Abstract

For years, products liability law has failed to provide a remedy for consumers who suffer financial injury as a result of purchasing defective products manufacturers place and keep in the marketplace. The economic loss rule and defect manifestation requirements have, to date, foreclosed products liability claims when consumers suffer only economic injury and severely hampered recovery through other claims. Prior discussion of consumer economic loss litigation has been critical and embraced the necessity of the injury‐based economic loss rule and defect manifestation requirements to protect manufacturers from perceived endless liability. While a few scholars have addressed some of the deficiencies behind the economic loss rule, this article builds on those discussions, addressing for the first time the flawed rationales behind defect manifestation requirements, and deconstructs in detail the outdated and flawed assumptions or fallacies upon which the rationales behind both doctrines are based.

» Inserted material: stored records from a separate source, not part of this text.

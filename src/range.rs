//! Circle-to-range decomposition.
//!
//! The backing store understands nothing but lexicographic range scans, so a
//! "within radius R of C" query has to become a small set of geohash prefix
//! ranges whose union covers the circle. The union over-covers; exact
//! haversine filtering happens in the live query state machine.

use crate::geohash::{self, RANGE_SENTINEL};
use crate::geom::{self, Coordinate, KM_PER_DEGREE_LATITUDE};
use smallvec::SmallVec;

/// Upper bound on ranges per decomposition: the 3x3 cell grid before merging.
pub const MAX_RANGES: usize = 9;

/// A half-open lexicographic interval `[start, end)` of geohash strings.
///
/// A key belongs to the range iff its geohash sorts at or above `start` and
/// strictly below `end`. Within one decomposition, ranges are sorted
/// ascending and disjoint.
#[derive(Debug, Clone, PartialEq, Eq, PartialOrd, Ord, Hash)]
pub struct QueryRange {
    pub start: String,
    pub end: String,
}

impl QueryRange {
    /// Whether the geohash falls inside `[start, end)`.
    pub fn contains(&self, hash: &str) -> bool {
        self.start.as_str() <= hash && hash < self.end.as_str()
    }

    /// The single range covering the entire keyspace.
    fn full_keyspace() -> Self {
        Self {
            start: "0".to_string(),
            end: RANGE_SENTINEL.to_string(),
        }
    }
}

/// Decompose a query circle into a covering set of prefix ranges.
///
/// Picks the finest geohash length whose cell still contains the circle's
/// extent on both axes, enumerates the 3x3 grid of cells around the center
/// (longitude wrapping across the antimeridian, latitude clamped at the
/// poles), and turns each distinct cell into `[hash, successor(hash))`.
/// Adjacent and overlapping ranges are merged, so the result holds at most
/// [`MAX_RANGES`] entries and is typically much smaller.
///
/// `max_precision` is the length of the stored hashes the ranges will be
/// matched against, and bounds the prefix length: a string always sorts
/// strictly below its own extensions, so a prefix longer than a stored hash
/// could never contain it, no matter how close the point is.
///
/// Radii beyond the supported cap are capped first. When even length-1 cells
/// cannot contain the extent (a near-cap radius at high latitude, or a circle
/// touching a pole), the whole keyspace is returned as one range.
///
/// Deterministic: the same center and radius always produce the same set.
///
/// # Examples
///
/// ```rust
/// use geowatch::{Coordinate, range::ranges_for_circle};
///
/// let center = Coordinate::new(40.7128, -74.0060).unwrap();
/// let ranges = ranges_for_circle(&center, 1.0, 10);
/// assert!(!ranges.is_empty() && ranges.len() <= 9);
/// for pair in ranges.windows(2) {
///     assert!(pair[0].end <= pair[1].start);
/// }
/// ```
pub fn ranges_for_circle(
    center: &Coordinate,
    radius_km: f64,
    max_precision: usize,
) -> SmallVec<[QueryRange; MAX_RANGES]> {
    let radius = geom::cap_radius(radius_km);

    let lat_extent_deg = radius / KM_PER_DEGREE_LATITUDE;
    let north = center.lat() + lat_extent_deg;
    let south = center.lat() - lat_extent_deg;

    // A circle containing a pole needs every longitude; no grid covers that.
    if lat_extent_deg > 0.0 && (north >= 90.0 || south <= -90.0) {
        let mut out = SmallVec::new();
        out.push(QueryRange::full_keyspace());
        return out;
    }

    // Longitude degrees shrink toward the poles; size the extent at the
    // circle's most extreme covered latitude so it never under-covers.
    let edge_lat = north.abs().max(south.abs()).min(90.0);
    let km_per_lng_degree = geom::km_per_degree_longitude(edge_lat);
    let lng_extent_deg = if radius == 0.0 {
        0.0
    } else if km_per_lng_degree <= f64::EPSILON {
        f64::INFINITY
    } else {
        radius / km_per_lng_degree
    };

    let mut precision = geohash::precision_for_radius(radius)
        .min(max_precision)
        .max(1);
    loop {
        let (width_deg, height_deg) = geohash::cell_dimensions_deg(precision);
        if width_deg >= lng_extent_deg && height_deg >= lat_extent_deg {
            break;
        }
        if precision == 1 {
            let mut out = SmallVec::new();
            out.push(QueryRange::full_keyspace());
            return out;
        }
        precision -= 1;
    }

    let (width_deg, height_deg) = geohash::cell_dimensions_deg(precision);
    let mut hashes: SmallVec<[String; MAX_RANGES]> = SmallVec::new();
    for lat_step in [-1.0, 0.0, 1.0] {
        for lng_step in [-1.0, 0.0, 1.0] {
            let lat = (center.lat() + lat_step * height_deg).clamp(-90.0, 90.0);
            let lng = wrap_longitude(center.lng() + lng_step * width_deg);
            let coord = Coordinate::new(lat, lng).expect("perturbed coordinate stays in range");
            let hash = geohash::encode(&coord, precision)
                .expect("precision verified to be within bounds");
            if !hashes.contains(&hash) {
                hashes.push(hash);
            }
        }
    }

    let mut ranges: SmallVec<[QueryRange; MAX_RANGES]> = hashes
        .into_iter()
        .map(|hash| {
            let end = geohash::successor(&hash).expect("encode output is alphabet-only");
            QueryRange { start: hash, end }
        })
        .collect();

    merge_ranges(&mut ranges);
    ranges
}

/// Sort ranges ascending and merge adjacent or overlapping neighbors in
/// place.
pub fn merge_ranges(ranges: &mut SmallVec<[QueryRange; MAX_RANGES]>) {
    ranges.sort();
    let mut merged: SmallVec<[QueryRange; MAX_RANGES]> = SmallVec::new();
    for range in ranges.drain(..) {
        match merged.last_mut() {
            Some(prev) if prev.end >= range.start => {
                if range.end > prev.end {
                    prev.end = range.end;
                }
            }
            _ => merged.push(range),
        }
    }
    *ranges = merged;
}

/// Map a longitude onto [-180, 180), wrapping across the antimeridian.
fn wrap_longitude(lng: f64) -> f64 {
    let wrapped = (lng + 180.0).rem_euclid(360.0) - 180.0;
    debug_assert!((-180.0..180.0).contains(&wrapped));
    wrapped
}

#[cfg(test)]
mod tests {
    use super::*;
    use crate::geom::distance_km;
    use geo::{Destination, Haversine, Point};

    fn assert_covers(center: &Coordinate, radius_km: f64, stored_precision: usize) {
        let ranges = ranges_for_circle(center, radius_km, stored_precision);
        assert!(!ranges.is_empty());
        assert!(ranges.len() <= MAX_RANGES);

        // Sorted, disjoint, never finer than the stored hashes.
        for pair in ranges.windows(2) {
            assert!(pair[0].end <= pair[1].start, "{pair:?} should be disjoint");
        }
        for range in &ranges {
            assert!(range.start.len() <= stored_precision, "{range:?}");
        }

        // Every point on or inside the circle hashes into some range, at the
        // length records are actually written with.
        let origin = Point::new(center.lng(), center.lat());
        for step in 0..72 {
            let bearing = f64::from(step) * 5.0;
            for fraction in [0.25, 0.7, 0.999] {
                let dest = Haversine.destination(origin, bearing, radius_km * fraction * 1000.0);
                let coord = match Coordinate::new(dest.y(), wrap_longitude(dest.x())) {
                    Ok(coord) => coord,
                    // destination() can step epsilonally past a pole
                    Err(_) => continue,
                };
                let hash = geohash::encode(&coord, stored_precision).unwrap();
                assert!(
                    ranges.iter().any(|r| r.contains(&hash)),
                    "point ({}, {}) at bearing {bearing} not covered for center \
                     ({}, {}) radius {radius_km}",
                    coord.lat(),
                    coord.lng(),
                    center.lat(),
                    center.lng(),
                );
            }
        }
    }

    #[test]
    fn test_covering_small_radius() {
        let center = Coordinate::new(0.0, 0.0).unwrap();
        assert_covers(&center, 1.0, 10);
    }

    #[test]
    fn test_covering_sub_cell_radius() {
        // Finer than a single length-10 cell; the ranges must still cover.
        let center = Coordinate::new(48.8584, 2.2945).unwrap();
        assert_covers(&center, 0.0001, 10);
    }

    #[test]
    fn test_covering_city_scale() {
        let center = Coordinate::new(40.7128, -74.0060).unwrap();
        assert_covers(&center, 50.0, 10);
    }

    #[test]
    fn test_covering_across_antimeridian() {
        let center = Coordinate::new(0.0, 179.9).unwrap();
        assert_covers(&center, 100.0, 10);
    }

    #[test]
    fn test_covering_high_latitude() {
        let center = Coordinate::new(80.0, 30.0).unwrap();
        assert_covers(&center, 500.0, 10);
    }

    #[test]
    fn test_covering_at_radius_cap() {
        let center = Coordinate::new(10.0, 10.0).unwrap();
        assert_covers(&center, geom::MAX_QUERY_RADIUS_KM, 10);
    }

    #[test]
    fn test_oversized_radius_is_capped_first() {
        let center = Coordinate::new(10.0, 10.0).unwrap();
        let capped = ranges_for_circle(&center, geom::MAX_QUERY_RADIUS_KM, 10);
        let oversized = ranges_for_circle(&center, 9_000.0, 10);
        assert_eq!(capped, oversized);
    }

    #[test]
    fn test_ranges_never_finer_than_stored_hashes() {
        // A prefix longer than a stored hash sorts above it and can never
        // contain it, so tiny radii must not out-resolve the write length.
        let center = Coordinate::new(0.0, 0.0).unwrap();
        let stored = geohash::encode(&center, 10).unwrap();
        for radius in [0.0, 0.0001, 0.001] {
            let ranges = ranges_for_circle(&center, radius, 10);
            assert!(ranges.iter().all(|r| r.start.len() <= 10));
            assert!(
                ranges.iter().any(|r| r.contains(&stored)),
                "stored hash {stored} not covered at radius {radius}"
            );
        }
    }

    #[test]
    fn test_circle_touching_pole_returns_full_keyspace() {
        let center = Coordinate::new(89.5, 0.0).unwrap();
        let ranges = ranges_for_circle(&center, 200.0, 10);
        assert_eq!(ranges.len(), 1);
        assert_eq!(ranges[0].start, "0");
        assert_eq!(ranges[0].end, "~");

        // Terminates and still covers a point on the far side of the pole.
        let far = Coordinate::new(89.8, 179.0).unwrap();
        assert!(distance_km(&center, &far) < 200.0);
        let hash = geohash::encode(&far, geohash::MAX_PRECISION).unwrap();
        assert!(ranges[0].contains(&hash));
    }

    #[test]
    fn test_idempotent() {
        let center = Coordinate::new(48.8566, 2.3522).unwrap();
        let first = ranges_for_circle(&center, 25.0, 10);
        let second = ranges_for_circle(&center, 25.0, 10);
        assert_eq!(first, second);
    }

    #[test]
    fn test_zero_radius() {
        let center = Coordinate::new(48.8566, 2.3522).unwrap();
        let ranges = ranges_for_circle(&center, 0.0, 10);
        assert_eq!(ranges.len(), 1);
        let hash = geohash::encode(&center, 10).unwrap();
        assert!(ranges[0].contains(&hash));
    }

    #[test]
    fn test_merge_adjacent() {
        let mut ranges: SmallVec<[QueryRange; MAX_RANGES]> = SmallVec::new();
        ranges.push(QueryRange {
            start: "dr5".into(),
            end: "dr6".into(),
        });
        ranges.push(QueryRange {
            start: "dr6".into(),
            end: "dr7".into(),
        });
        merge_ranges(&mut ranges);
        assert_eq!(ranges.len(), 1);
        assert_eq!(ranges[0].start, "dr5");
        assert_eq!(ranges[0].end, "dr7");
    }

    #[test]
    fn test_merge_overlapping_keeps_widest_end() {
        let mut ranges: SmallVec<[QueryRange; MAX_RANGES]> = SmallVec::new();
        ranges.push(QueryRange {
            start: "dr5".into(),
            end: "dr9".into(),
        });
        ranges.push(QueryRange {
            start: "dr6".into(),
            end: "dr7".into(),
        });
        merge_ranges(&mut ranges);
        assert_eq!(ranges.len(), 1);
        assert_eq!(ranges[0].end, "dr9");
    }

    #[test]
    fn test_merge_keeps_disjoint_ranges_separate() {
        let mut ranges: SmallVec<[QueryRange; MAX_RANGES]> = SmallVec::new();
        ranges.push(QueryRange {
            start: "u10".into(),
            end: "u11".into(),
        });
        ranges.push(QueryRange {
            start: "dr5".into(),
            end: "dr6".into(),
        });
        merge_ranges(&mut ranges);
        assert_eq!(ranges.len(), 2);
        assert_eq!(ranges[0].start, "dr5");
        assert_eq!(ranges[1].start, "u10");
    }

    #[test]
    fn test_range_contains_prefix_members() {
        let range = QueryRange {
            start: "dr5".into(),
            end: "dr6".into(),
        };
        assert!(range.contains("dr5"));
        assert!(range.contains("dr5zzzz"));
        assert!(!range.contains("dr6"));
        assert!(!range.contains("dr4zzz"));
    }

    #[test]
    fn test_wrap_longitude() {
        assert_eq!(wrap_longitude(0.0), 0.0);
        assert_eq!(wrap_longitude(181.0), -179.0);
        assert_eq!(wrap_longitude(-181.0), 179.0);
        assert_eq!(wrap_longitude(180.0), -180.0);
        assert_eq!(wrap_longitude(540.0), -180.0);
    }
}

After deconstructing and exposing the, at best, questionable assumptions behind the economic loss rule and defect manifestation requirements, the article advocates a novel expansion of products liability law that provides a remedy for consumer economic loss caused by dangerously defective products. This proposed framework provides the proper demarcation between contract and tort, is consistent with earlier justifications eliminating privity and negligence, better aligns consumer safety with manufacturers' economic interests, bridges the current liability gap, and streamlines existing litigation.